The New York Times reports: When a North Korean missile test went awry on Sunday, blowing up seconds after liftoff, there were immediate suspicions that a United States program to sabotage the test flights had struck again. The odds seem highly likely: Eighty-eight percent of the launches of the North’s most threatening missiles have self-destructed since the covert American program was accelerated three years ago.

But even inside the United States Cyber Command and the National Security Agency, where the operation is centered, it is nearly impossible to tell if any individual launch is the victim of a new, innovative approach to foil North Korean missiles with cyber and electronic strikes.

Bad welding, bad parts, bad engineering and bad luck can all play a role in such failures — as it did in the United States’ own missile program, particularly in its early days. And it would require a near impossible degree of forensic investigation to figure out an exact cause, given that the failed North Korean missiles tend to explode, disintegrate in midair and plunge in fragments into faraway seas.

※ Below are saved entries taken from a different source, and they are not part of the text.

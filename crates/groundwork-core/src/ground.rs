//! Sequential grounding pipeline: symbol table → classification → variable
//! index → initial state. Every stage must succeed before the next starts.

use crate::classify::{Classification, classify};
use crate::config::GroundingConfig;
use crate::error::{GroundError, GroundResult};
use crate::index::{VariableIndex, index_state_variables};
use crate::init::{InitialState, compile_initial_state};
use crate::objects::ObjectIndex;
use crate::symbols::SymbolTable;
use crate::task::Task;

/// The fully resolved, immutable ground model handed to code generation.
#[derive(Debug, Clone)]
pub struct GroundModel {
    pub domain: String,
    pub instance: String,
    pub symbols: SymbolTable,
    pub objects: ObjectIndex,
    pub classification: Classification,
    pub index: VariableIndex,
    pub init: InitialState,
}

impl GroundModel {
    pub fn build(task: &Task, config: &GroundingConfig) -> GroundResult<Self> {
        if task.goal.is_some() {
            tracing::debug!("goal formula present; not processed by the grounder");
        }

        let symbols = SymbolTable::from_task(task)?;
        let objects = ObjectIndex::new(&task.objects);
        check_type_domains(task, &objects)?;
        tracing::info!(
            "loaded {} symbols, {} objects, {} actions",
            symbols.len(),
            task.objects.len(),
            task.actions.len()
        );

        let classification = classify(&task.actions, &symbols)?;
        tracing::info!(
            "classified symbols: {} fluent, {} static",
            classification.fluents().len(),
            classification.statics().len()
        );

        let index = index_state_variables(&symbols, &classification, config.symbol_order)?;
        let init = compile_initial_state(&task.init, &symbols, &index)?;

        Ok(Self {
            domain: task.domain.clone(),
            instance: task.instance.clone(),
            symbols,
            objects,
            classification,
            index,
            init,
        })
    }
}

/// Every object listed under a type must also have an object id.
fn check_type_domains(task: &Task, objects: &ObjectIndex) -> GroundResult<()> {
    for domain in &task.type_domains {
        if let Some(missing) = domain.objects.iter().find(|o| objects.id(o).is_none()) {
            return Err(GroundError::UndeclaredObject {
                object: missing.clone(),
                type_name: domain.name.clone(),
            });
        }
    }
    Ok(())
}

But this much is clear, experts say: The existence of the American program, and whatever it has contributed to North Korea’s remarkable string of troubles, appears to have shaken Pyongyang and led to an internal spyhunt as well as innovative ways to defeat a wide array of enemy cyberstrikes. [Continue reading…]

The same New York Times reporters covered this program in a report published on March 4. Then and now, it’s hard to tell whether these are reports about the sabotage program or elements of the program itself.

Following the March report, Markus Schiller and Peter Hayes wrote:

The New York Times article hearkens back to the movie “Independence Day”, where the world is saved from the Alien invasion by simply planting a computer virus into the mothership’s main computer by somehow just sending it over with a standard laptop. This might work in movies, but not in reality.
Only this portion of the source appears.